Adult life is not alone liable to the class of mental influences which we are now discussing. Young persons and even quite small children are frequent subjects for psycho-biological study.

But mental influence over bodily function is exhibited not alone in connection with the muscles in determining their relaxation or rigidity, in certain cases; but what are called bodily sensations are even more dominated by the mental timbre of the individual. We have local and general hyperæsthesias and anæthesias both as transient and as permanent conditions from this cause. I feel obliged to employ phrases as they are employed in common use, but, strictly speaking, there are no bodily sensations, for all sensation is mental—there is and can be no other. The most that we can strictly say is that we feel in the mind, but refer the cause of such feeling to certain locations in the body. Stick a pin in my flesh, and whether I feel it or not, and how much I may feel it, will depend wholly on the state of my mind.
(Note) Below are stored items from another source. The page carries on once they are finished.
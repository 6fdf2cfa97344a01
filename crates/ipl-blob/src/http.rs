use std::time::Duration;

use ipl_types::ContentHash;
use reqwest::blocking::{multipart, Client, Response};
use serde::Deserialize;
use tracing::debug;

use crate::config::BlobStoreConfig;
use crate::error::{BlobError, BlobResult};
use crate::traits::BlobStore;

/// Client for an IPFS-compatible HTTP API (`/api/v0`).
///
/// `upload` posts the content as multipart form data to `/add` and returns
/// the `Hash` field of the reply. `fetch` posts to `/cat?arg=<hash>` and
/// returns the body. Requests are blocking.
#[derive(Debug)]
pub struct HttpBlobStore {
    client: Client,
    base_url: String,
    pin: bool,
}

#[derive(Deserialize)]
struct AddResponse {
    #[serde(rename = "Hash")]
    hash: String,
}

#[derive(Deserialize)]
struct ErrorResponse {
    #[serde(rename = "Message")]
    message: String,
}

impl HttpBlobStore {
    pub fn new(config: &BlobStoreConfig) -> BlobResult<Self> {
        let timeout = (config.timeout_secs > 0).then(|| Duration::from_secs(config.timeout_secs));
        let client = Client::builder()
            .timeout(timeout)
            .no_proxy()
            .build()
            .map_err(|e| BlobError::Http(format!("failed to build HTTP client: {e}")))?;
        Ok(Self {
            client,
            base_url: format!("http://{}/api/v0", config.endpoint()),
            pin: config.pin,
        })
    }

    pub fn base_url(&self) -> &str {
        &self.base_url
    }

    fn check(resp: Response, operation: &str) -> BlobResult<Response> {
        let status = resp.status();
        if status.is_success() {
            return Ok(resp);
        }
        let body = resp.text().unwrap_or_default();
        Err(BlobError::Remote {
            status: status.as_u16(),
            message: format!("{operation}: {}", parse_error_message(&body)),
        })
    }
}

/// Extract the content hash from an `/add` reply.
///
/// The API streams one JSON object per line; the first names the uploaded
/// content.
pub(crate) fn parse_add_response(body: &str) -> BlobResult<ContentHash> {
    let line = body
        .lines()
        .map(str::trim)
        .find(|l| !l.is_empty())
        .ok_or_else(|| BlobError::InvalidResponse("empty add response".into()))?;
    let reply: AddResponse =
        serde_json::from_str(line).map_err(|e| BlobError::InvalidResponse(e.to_string()))?;
    if reply.hash.is_empty() {
        return Err(BlobError::InvalidResponse("add response carries no hash".into()));
    }
    Ok(ContentHash::new(reply.hash))
}

/// The `Message` of an API error body, or the body itself.
pub(crate) fn parse_error_message(body: &str) -> String {
    serde_json::from_str::<ErrorResponse>(body)
        .map(|e| e.message)
        .unwrap_or_else(|_| body.trim().to_string())
}

fn transport_error(operation: &str, e: reqwest::Error) -> BlobError {
    if e.is_timeout() {
        BlobError::Http(format!("{operation}: timed out"))
    } else {
        BlobError::Http(format!("{operation}: {e}"))
    }
}

impl BlobStore for HttpBlobStore {
    fn upload(&self, content: &[u8]) -> BlobResult<ContentHash> {
        let form = multipart::Form::new()
            .part("file", multipart::Part::bytes(content.to_vec()).file_name("data"));
        let resp = self
            .client
            .post(format!("{}/add", self.base_url))
            .query(&[("pin", self.pin)])
            .multipart(form)
            .send()
            .map_err(|e| transport_error("add", e))?;
        let body = Self::check(resp, "add")?
            .text()
            .map_err(|e| transport_error("add", e))?;
        let hash = parse_add_response(&body)?;
        debug!(hash = %hash, bytes = content.len(), pin = self.pin, "blob added");
        Ok(hash)
    }

    fn fetch(&self, hash: &ContentHash) -> BlobResult<Vec<u8>> {
        let resp = self
            .client
            .post(format!("{}/cat", self.base_url))
            .query(&[("arg", hash.as_str())])
            .send()
            .map_err(|e| transport_error("cat", e))?;
        let bytes = Self::check(resp, "cat")?
            .bytes()
            .map_err(|e| transport_error("cat", e))?;
        debug!(hash = %hash, bytes = bytes.len(), "blob fetched");
        Ok(bytes.to_vec())
    }

    fn backend_name(&self) -> &'static str {
        "http"
    }
}

#[cfg(test)]
mod tests {
    use super::*;
    use std::io::{Read, Write};
    use std::net::{SocketAddr, TcpListener, TcpStream};
    use std::thread::{self, JoinHandle};

    fn read_request(stream: &mut TcpStream) -> String {
        let mut buf = Vec::new();
        let mut chunk = [0u8; 4096];
        let header_end = loop {
            let n = stream.read(&mut chunk).unwrap();
            if n == 0 {
                return String::from_utf8_lossy(&buf).into_owned();
            }
            buf.extend_from_slice(&chunk[..n]);
            if let Some(pos) = buf.windows(4).position(|w| w == b"\r\n\r\n") {
                break pos + 4;
            }
        };
        let head = String::from_utf8_lossy(&buf[..header_end]).to_ascii_lowercase();
        let content_length = head
            .lines()
            .find_map(|l| l.strip_prefix("content-length:"))
            .and_then(|v| v.trim().parse::<usize>().ok());
        let chunked = head.contains("transfer-encoding: chunked");
        loop {
            let done = match content_length {
                Some(len) => buf.len() >= header_end + len,
                None if chunked => buf.ends_with(b"0\r\n\r\n"),
                None => true,
            };
            if done {
                break;
            }
            let n = stream.read(&mut chunk).unwrap();
            if n == 0 {
                break;
            }
            buf.extend_from_slice(&chunk[..n]);
        }
        String::from_utf8_lossy(&buf).into_owned()
    }

    /// Answer exactly one request, returning what the client sent.
    fn serve_once(status: &'static str, body: &'static [u8]) -> (SocketAddr, JoinHandle<String>) {
        let listener = TcpListener::bind("127.0.0.1:0").unwrap();
        let addr = listener.local_addr().unwrap();
        let handle = thread::spawn(move || {
            let (mut stream, _) = listener.accept().unwrap();
            let request = read_request(&mut stream);
            let head = format!(
                "HTTP/1.1 {status}\r\nContent-Length: {}\r\nContent-Type: application/json\r\nConnection: close\r\n\r\n",
                body.len()
            );
            stream.write_all(head.as_bytes()).unwrap();
            stream.write_all(body).unwrap();
            stream.flush().unwrap();
            request
        });
        (addr, handle)
    }

    fn store_for(addr: SocketAddr, pin: bool) -> HttpBlobStore {
        let config = BlobStoreConfig {
            host: addr.ip().to_string(),
            port: addr.port(),
            pin,
            timeout_secs: 5,
            ..Default::default()
        };
        HttpBlobStore::new(&config).unwrap()
    }

    #[test]
    fn base_url_from_config() {
        let store = HttpBlobStore::new(&BlobStoreConfig::default()).unwrap();
        assert_eq!(store.base_url(), "http://ipfs0:5001/api/v0");
    }

    #[test]
    fn parse_add_single_line() {
        let hash = parse_add_response(r#"{"Name":"data","Hash":"Qm123","Size":"11"}"#).unwrap();
        assert_eq!(hash.as_str(), "Qm123");
    }

    #[test]
    fn parse_add_takes_first_object() {
        let body = "{\"Name\":\"data\",\"Hash\":\"QmFile\"}\n{\"Name\":\"\",\"Hash\":\"QmDir\"}\n";
        assert_eq!(parse_add_response(body).unwrap().as_str(), "QmFile");
    }

    #[test]
    fn parse_add_rejects_garbage() {
        assert!(matches!(parse_add_response(""), Err(BlobError::InvalidResponse(_))));
        assert!(matches!(parse_add_response("<html>"), Err(BlobError::InvalidResponse(_))));
        assert!(matches!(
            parse_add_response(r#"{"Hash":""}"#),
            Err(BlobError::InvalidResponse(_))
        ));
    }

    #[test]
    fn parse_error_message_prefers_json() {
        assert_eq!(
            parse_error_message(r#"{"Message":"invalid path","Code":0,"Type":"error"}"#),
            "invalid path"
        );
        assert_eq!(parse_error_message(" bad gateway \n"), "bad gateway");
    }

    #[test]
    fn upload_posts_multipart_add() {
        let (addr, server) = serve_once("200 OK", br#"{"Name":"data","Hash":"Qm123","Size":"3"}"#);
        let store = store_for(addr, true);
        let hash = store.upload(b"abc").unwrap();
        assert_eq!(hash.as_str(), "Qm123");

        let request = server.join().unwrap();
        assert!(request.starts_with("POST /api/v0/add?pin=true "));
        assert!(request.contains("multipart/form-data"));
        assert!(request.contains("abc"));
    }

    #[test]
    fn upload_without_pin() {
        let (addr, server) = serve_once("200 OK", br#"{"Hash":"QmNoPin"}"#);
        let store = store_for(addr, false);
        assert_eq!(store.upload(b"x").unwrap().as_str(), "QmNoPin");
        assert!(server.join().unwrap().starts_with("POST /api/v0/add?pin=false "));
    }

    #[test]
    fn fetch_posts_cat() {
        let (addr, server) = serve_once("200 OK", b"abc");
        let store = store_for(addr, true);
        assert_eq!(store.fetch(&ContentHash::from("Qm123")).unwrap(), b"abc");
        assert!(server.join().unwrap().starts_with("POST /api/v0/cat?arg=Qm123 "));
    }

    #[test]
    fn remote_failure_maps_to_remote_error() {
        let (addr, server) = serve_once(
            "500 Internal Server Error",
            br#"{"Message":"invalid path \"\": path does not have enough components","Code":0,"Type":"error"}"#,
        );
        let store = store_for(addr, true);
        let err = store.fetch(&ContentHash::empty()).unwrap_err();
        match err {
            BlobError::Remote { status, message } => {
                assert_eq!(status, 500);
                assert!(message.starts_with("cat: invalid path"));
            }
            other => panic!("unexpected error: {other}"),
        }
        server.join().unwrap();
    }

    #[test]
    fn unreachable_store_is_transport_error() {
        let addr = {
            let listener = TcpListener::bind("127.0.0.1:0").unwrap();
            listener.local_addr().unwrap()
        };
        let store = store_for(addr, true);
        assert!(matches!(store.upload(b"abc"), Err(BlobError::Http(_))));
    }
}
If obscured by an anæsthetic or if asleep, provided the impinging on the nerves is not sufficient to waken me, or even if my attention be very much absorbed, I shall not be conscious of the pricking. On the other hand, if I have been pricked before so that my fears are aroused, or if I am worried or weary or ill, then the pain is many hundred times greater than under the opposite circumstances. We go to a dentist one day when we are in a hurry, and with the mind troubled about some matter. The drilling of his little instrument is agony. We leave and return the next day with plenty of time, and our business settled. The dentist drills still deeper into the same cavity while we sit in comparative comfort.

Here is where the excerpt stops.